Let me use amps to explain the difference between 'RMS' and Music Power. RMS power rating are based on a sustained tone. It is not pulse or peak or transient. It can still be measured relatively quickly, but the fact is that a continuous sustained tone especially at low frequencies can drain the power supply and result in low Power ratings.

Onkyo is a good example, in the USA, their power rating are very straight forward, but in the EU and UK they are a bit sketchy. I suspect they are either using a different power supply or the power supply is not able to deliver the same SUSTAINED power with 50hz.

But music power, that is, the amp functioning under normal dynamic music conditions, performs very nicely because they don't have the drain of the sustained tones dragging on the power supply reserves.

For the record, I have two Onkyo stereo amps that I'm very happy with.

If we look at Pink Noise or other similar noises in general, you tend to get all frequencies at all levels playing randomly. It sounds like the static hiss between FM radio stations. In a sense, it is a form of random noise. However NAMED noise like Pink Noise, Brown Noise, White Noise have consistent and predictable characteristics to them. Because of that they can be used to simulate music in a consistent and predictable way.

While Pink Noise may sound like a constant HISS to us, it is actually very dynamic. Because it is dynamic, it gives the power supply time to rest and re-charge, which means it is able to recover more quickly.

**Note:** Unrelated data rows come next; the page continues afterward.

//! Deferred execution of low-priority maintenance work.
//!
//! Tasks wait until a [`CapacityProbe`] reports spare capacity, so periodic
//! maintenance does not compete with interactive work. A task that has
//! waited `max_wait` runs regardless, which keeps the queue live under
//! constant load.

use futures::future::BoxFuture;
use std::collections::VecDeque;
use std::future::Future;
use std::sync::atomic::{AtomicUsize, Ordering};
use std::sync::Arc;
use tokio::sync::{mpsc, oneshot, watch};
use tokio::task::JoinHandle;
use tokio::time::{sleep, Instant};
use tracing::{debug, trace};

use crate::config::SchedulerConfig;

/// Reports whether the host has room for background work right now.
pub trait CapacityProbe: Send + Sync {
  fn has_capacity(&self) -> bool;
}

/// Counts in-flight interactive operations.
#[derive(Clone)]
pub struct LoadGauge {
  in_flight: Arc<AtomicUsize>,
  busy_threshold: usize,
}

impl LoadGauge {
  pub fn new(busy_threshold: usize) -> Self {
    Self {
      in_flight: Arc::new(AtomicUsize::new(0)),
      busy_threshold: busy_threshold.max(1),
    }
  }

  /// Mark an interactive operation as running until the guard drops.
  pub fn begin(&self) -> InteractiveGuard {
    self.in_flight.fetch_add(1, Ordering::SeqCst);
    InteractiveGuard {
      in_flight: Arc::clone(&self.in_flight),
    }
  }

  pub fn in_flight(&self) -> usize {
    self.in_flight.load(Ordering::SeqCst)
  }
}

impl CapacityProbe for LoadGauge {
  fn has_capacity(&self) -> bool {
    self.in_flight() < self.busy_threshold
  }
}

/// RAII marker for one interactive operation
pub struct InteractiveGuard {
  in_flight: Arc<AtomicUsize>,
}

impl Drop for InteractiveGuard {
  fn drop(&mut self) {
    self.in_flight.fetch_sub(1, Ordering::SeqCst);
  }
}

/// Completion handle for a scheduled task
pub struct TaskTicket {
  done: oneshot::Receiver<()>,
}

impl TaskTicket {
  /// Wait for the task. Returns false if the scheduler stopped before it ran.
  pub async fn wait(self) -> bool {
    self.done.await.is_ok()
  }
}

struct Queued {
  name: String,
  job: BoxFuture<'static, ()>,
  enqueued: Instant,
  done: oneshot::Sender<()>,
}

/// Enqueue side of the scheduler. Cheap to clone.
#[derive(Clone)]
pub struct BackgroundScheduler {
  tx: mpsc::UnboundedSender<Queued>,
}

/// Owns the dispatcher task. Dropping it also stops the dispatcher.
pub struct SchedulerHandle {
  shutdown: watch::Sender<bool>,
  dispatcher: JoinHandle<()>,
}

impl SchedulerHandle {
  /// Stop dispatching. Queued and running tasks are dropped and their
  /// tickets resolve to false.
  pub async fn shutdown(self) {
    let _ = self.shutdown.send(true);
    let _ = self.dispatcher.await;
  }
}

impl BackgroundScheduler {
  /// Spawn the dispatcher. With no probe, every task runs after
  /// `fallback_delay`.
  pub fn start(config: SchedulerConfig, probe: Option<Arc<dyn CapacityProbe>>) -> (Self, SchedulerHandle) {
    let (tx, rx) = mpsc::unbounded_channel();
    let (shutdown_tx, shutdown_rx) = watch::channel(false);
    let dispatcher = tokio::spawn(dispatch(rx, shutdown_rx, probe, config));
    (
      Self { tx },
      SchedulerHandle {
        shutdown: shutdown_tx,
        dispatcher,
      },
    )
  }

  /// Enqueue a low-priority task.
  pub fn schedule<F>(&self, name: impl Into<String>, task: F) -> TaskTicket
  where
    F: Future<Output = ()> + Send + 'static,
  {
    let (done_tx, done_rx) = oneshot::channel();
    let queued = Queued {
      name: name.into(),
      job: Box::pin(task),
      enqueued: Instant::now(),
      done: done_tx,
    };
    // A closed channel drops the sender, so the ticket resolves to false
    let _ = self.tx.send(queued);
    TaskTicket { done: done_rx }
  }
}

async fn dispatch(
  mut rx: mpsc::UnboundedReceiver<Queued>,
  mut shutdown: watch::Receiver<bool>,
  probe: Option<Arc<dyn CapacityProbe>>,
  config: SchedulerConfig,
) {
  let mut queue: VecDeque<Queued> = VecDeque::new();

  loop {
    if queue.is_empty() {
      tokio::select! {
        biased;
        _ = shutdown.changed() => break,
        next = rx.recv() => match next {
          Some(task) => queue.push_back(task),
          None => break,
        },
      }
    }
    while let Ok(task) = rx.try_recv() {
      queue.push_back(task);
    }
    let Some(task) = queue.pop_front() else {
      continue;
    };

    let ready = match &probe {
      None => {
        tokio::select! {
          biased;
          _ = shutdown.changed() => break,
          _ = sleep(config.fallback_delay()) => true,
        }
      }
      Some(probe) if probe.has_capacity() => true,
      Some(_) => {
        let waited = task.enqueued.elapsed();
        if waited >= config.max_wait() {
          debug!(task = %task.name, waited_ms = waited.as_millis() as u64, "forcing deferred task");
          true
        } else {
          false
        }
      }
    };

    if !ready {
      trace!(task = %task.name, "no spare capacity, deferring");
      queue.push_front(task);
      tokio::select! {
        biased;
        _ = shutdown.changed() => break,
        _ = sleep(config.poll_interval()) => continue,
      }
    }

    let Queued { name, job, done, .. } = task;
    trace!(task = %name, "running background task");
    tokio::select! {
      biased;
      _ = shutdown.changed() => break,
      _ = job => {
        let _ = done.send(());
      }
    }
  }

  if !queue.is_empty() {
    debug!(dropped = queue.len(), "scheduler stopped with queued tasks");
  }
}

#[cfg(test)]
mod tests {
  use super::*;
  use std::sync::atomic::AtomicBool;
  use std::time::Duration;

  fn config() -> SchedulerConfig {
    SchedulerConfig {
      max_wait_ms: 5_000,
      poll_interval_ms: 100,
      fallback_delay_ms: 50,
      busy_threshold: 1,
    }
  }

  fn flag_task(flag: &Arc<AtomicBool>) -> impl Future<Output = ()> + Send + 'static {
    let flag = Arc::clone(flag);
    async move { flag.store(true, Ordering::SeqCst) }
  }

  #[tokio::test(start_paused = true)]
  async fn test_without_probe_runs_after_fallback_delay() {
    let (scheduler, handle) = BackgroundScheduler::start(config(), None);
    let ran = Arc::new(AtomicBool::new(false));
    let start = Instant::now();

    assert!(scheduler.schedule("decay", flag_task(&ran)).wait().await);

    assert!(ran.load(Ordering::SeqCst));
    assert!(start.elapsed() >= Duration::from_millis(50));
    assert!(start.elapsed() < Duration::from_millis(500));
    handle.shutdown().await;
  }

  #[tokio::test(start_paused = true)]
  async fn test_idle_gauge_runs_immediately() {
    let gauge = LoadGauge::new(1);
    let (scheduler, handle) = BackgroundScheduler::start(config(), Some(Arc::new(gauge)));
    let start = Instant::now();

    assert!(scheduler.schedule("sla", async {}).wait().await);
    assert!(start.elapsed() < Duration::from_millis(50));
    handle.shutdown().await;
  }

  #[tokio::test(start_paused = true)]
  async fn test_constant_load_still_makes_progress() {
    let gauge = LoadGauge::new(1);
    let _busy = gauge.begin();
    let (scheduler, handle) = BackgroundScheduler::start(config(), Some(Arc::new(gauge.clone())));
    let start = Instant::now();

    let first = scheduler.schedule("a", async {});
    let second = scheduler.schedule("b", async {});
    assert!(first.wait().await);
    assert!(second.wait().await);

    assert!(start.elapsed() >= Duration::from_secs(5));
    assert!(start.elapsed() < Duration::from_secs(6));
    handle.shutdown().await;
  }

  #[tokio::test(start_paused = true)]
  async fn test_runs_once_capacity_frees_up() {
    let gauge = LoadGauge::new(1);
    let busy = gauge.begin();
    let (scheduler, handle) = BackgroundScheduler::start(config(), Some(Arc::new(gauge.clone())));
    let start = Instant::now();

    let ticket = scheduler.schedule("dormancy", async {});
    tokio::spawn(async move {
      sleep(Duration::from_secs(1)).await;
      drop(busy);
    });

    assert!(ticket.wait().await);
    assert!(start.elapsed() >= Duration::from_secs(1));
    assert!(start.elapsed() < Duration::from_secs(2));
    assert_eq!(gauge.in_flight(), 0);
    handle.shutdown().await;
  }

  #[tokio::test(start_paused = true)]
  async fn test_shutdown_resolves_pending_tickets_false() {
    let gauge = LoadGauge::new(1);
    let _busy = gauge.begin();
    let (scheduler, handle) = BackgroundScheduler::start(config(), Some(Arc::new(gauge.clone())));
    let ran = Arc::new(AtomicBool::new(false));

    let ticket = scheduler.schedule("never", flag_task(&ran));
    sleep(Duration::from_millis(250)).await;
    handle.shutdown().await;

    assert!(!ticket.wait().await);
    assert!(!ran.load(Ordering::SeqCst));
    assert!(!scheduler.schedule("late", async {}).wait().await);
  }

  #[test]
  fn test_gauge_counts_guards() {
    let gauge = LoadGauge::new(2);
    let a = gauge.begin();
    assert!(gauge.has_capacity());
    let b = gauge.begin();
    assert!(!gauge.has_capacity());
    drop(a);
    drop(b);
    assert_eq!(gauge.in_flight(), 0);
  }
}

Now let's apply this to speakers. First, and I'm sure people are tired of hearing this but -

It is never overpowered or underpowered amps that destroy speakers; it is always the guy running the volume control.

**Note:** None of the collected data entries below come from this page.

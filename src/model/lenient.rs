//! Lenient field deserializers used at the ingestion boundary.
//!
//! Remote snapshots, seed files and feed records are not trusted to be
//! well-formed. Instead of rejecting a record, each field falls back to a
//! safe default: unknown enum strings map to the enum default, numbers are
//! clamped, unparseable timestamps become "now". One bad field never
//! discards the whole batch.

use chrono::{DateTime, Utc};
use serde::{Deserialize, Deserializer};
use serde_json::Value;

/// Enums that can be parsed from arbitrary strings without failing.
pub trait Lenient: Default {
  /// Parse `s`, returning the default variant for anything unrecognized.
  fn parse_lenient(s: &str) -> Self;
}

/// Normalize an enum label: trim, lowercase, treat spaces and dashes as underscores.
pub fn normalize_label(s: &str) -> String {
  s.trim().to_lowercase().replace([' ', '-'], "_")
}

fn value<'de, D>(deserializer: D) -> Result<Option<Value>, D::Error>
where
  D: Deserializer<'de>,
{
  Option::<Value>::deserialize(deserializer)
}

pub fn enum_value<'de, D, E>(deserializer: D) -> Result<E, D::Error>
where
  D: Deserializer<'de>,
  E: Lenient,
{
  Ok(
    value(deserializer)?
      .as_ref()
      .and_then(Value::as_str)
      .map(E::parse_lenient)
      .unwrap_or_default(),
  )
}

pub fn string<'de, D>(deserializer: D) -> Result<String, D::Error>
where
  D: Deserializer<'de>,
{
  Ok(match value(deserializer)? {
    Some(Value::String(s)) => s,
    Some(Value::Number(n)) => n.to_string(),
    Some(Value::Bool(b)) => b.to_string(),
    _ => String::new(),
  })
}

pub fn optional_string<'de, D>(deserializer: D) -> Result<Option<String>, D::Error>
where
  D: Deserializer<'de>,
{
  Ok(match value(deserializer)? {
    Some(Value::String(s)) if !s.trim().is_empty() => Some(s),
    _ => None,
  })
}

pub fn string_list<'de, D>(deserializer: D) -> Result<Vec<String>, D::Error>
where
  D: Deserializer<'de>,
{
  Ok(match value(deserializer)? {
    Some(Value::Array(items)) => items
      .into_iter()
      .filter_map(|item| match item {
        Value::String(s) => Some(s),
        _ => None,
      })
      .collect(),
    _ => Vec::new(),
  })
}

pub fn flag<'de, D>(deserializer: D) -> Result<bool, D::Error>
where
  D: Deserializer<'de>,
{
  Ok(match value(deserializer)? {
    Some(Value::Bool(b)) => b,
    Some(Value::String(s)) => matches!(normalize_label(&s).as_str(), "true" | "yes" | "1"),
    Some(Value::Number(n)) => n.as_f64().is_some_and(|n| n != 0.0),
    _ => false,
  })
}

/// Clamp any numeric value into 0..=100.
pub fn clamp_percent(value: &Value) -> Option<u8> {
  let n = match value {
    Value::Number(n) => n.as_f64()?,
    Value::String(s) => s.trim().parse::<f64>().ok()?,
    _ => return None,
  };
  if n.is_nan() {
    return None;
  }
  Some(n.round().clamp(0.0, 100.0) as u8)
}

/// Confidence and risk scores. Missing or garbage values become 50.
pub fn percent<'de, D>(deserializer: D) -> Result<u8, D::Error>
where
  D: Deserializer<'de>,
{
  Ok(
    value(deserializer)?
      .as_ref()
      .and_then(clamp_percent)
      .unwrap_or(DEFAULT_PERCENT),
  )
}

pub const DEFAULT_PERCENT: u8 = 50;

fn non_negative(value: Option<Value>) -> Option<f64> {
  let n = match value? {
    Value::Number(n) => n.as_f64()?,
    Value::String(s) => s.trim().parse::<f64>().ok()?,
    _ => return None,
  };
  (n.is_finite()).then(|| n.max(0.0))
}

pub fn count_u64<'de, D>(deserializer: D) -> Result<u64, D::Error>
where
  D: Deserializer<'de>,
{
  Ok(non_negative(value(deserializer)?).map_or(0, |n| n as u64))
}

pub fn count_u32<'de, D>(deserializer: D) -> Result<u32, D::Error>
where
  D: Deserializer<'de>,
{
  Ok(non_negative(value(deserializer)?).map_or(0, |n| n.min(f64::from(u32::MAX)) as u32))
}

pub fn load<'de, D>(deserializer: D) -> Result<f32, D::Error>
where
  D: Deserializer<'de>,
{
  Ok(non_negative(value(deserializer)?).map_or(0.0, |n| n.min(100.0) as f32))
}

fn parse_timestamp(value: &Value) -> Option<DateTime<Utc>> {
  match value {
    Value::String(s) => DateTime::parse_from_rfc3339(s.trim())
      .ok()
      .map(|dt| dt.with_timezone(&Utc)),
    Value::Number(n) => DateTime::from_timestamp_millis(n.as_i64()?),
    _ => None,
  }
}

/// RFC 3339 string or epoch milliseconds. Anything else becomes now.
pub fn timestamp<'de, D>(deserializer: D) -> Result<DateTime<Utc>, D::Error>
where
  D: Deserializer<'de>,
{
  Ok(
    value(deserializer)?
      .as_ref()
      .and_then(parse_timestamp)
      .unwrap_or_else(Utc::now),
  )
}

pub fn optional_timestamp<'de, D>(deserializer: D) -> Result<Option<DateTime<Utc>>, D::Error>
where
  D: Deserializer<'de>,
{
  Ok(value(deserializer)?.as_ref().and_then(parse_timestamp))
}

#[cfg(test)]
mod tests {
  use super::*;
  use serde_json::json;

  #[test]
  fn test_clamp_percent() {
    assert_eq!(clamp_percent(&json!(150)), Some(100));
    assert_eq!(clamp_percent(&json!(-3)), Some(0));
    assert_eq!(clamp_percent(&json!(72.6)), Some(73));
    assert_eq!(clamp_percent(&json!("41")), Some(41));
    assert_eq!(clamp_percent(&json!("high")), None);
  }

  #[test]
  fn test_normalize_label() {
    assert_eq!(normalize_label(" In-Progress "), "in_progress");
    assert_eq!(normalize_label("HALF OPEN"), "half_open");
  }

  #[test]
  fn test_parse_timestamp_forms() {
    let parsed = parse_timestamp(&json!("2024-05-01T12:00:00Z")).unwrap();
    assert_eq!(parsed.timestamp(), 1_714_564_800);

    let millis = parse_timestamp(&json!(1_714_564_800_000_i64)).unwrap();
    assert_eq!(millis, parsed);

    assert!(parse_timestamp(&json!("yesterday")).is_none());
  }
}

The best advice I can give is - don't be that guy.

RMS power ratings on speakers involve sustained tone sine waves. Music power or other power ratings might use Pink Noise or by some other means try to simulate actual music conditions.

Sustained tones cause heat to build up much faster in the voice coil and as such will lead to pretty early failure of the driver.

A simulated Music tone like Pink Noise, again is dynamic, always changing. This gives the voice coil time to rest and time for heat to dissipate resulting in a much longer time to failure.

However, as has been implied, an underpowered amp can still damage the speakers. It is about sustained volume (or voltage) over time.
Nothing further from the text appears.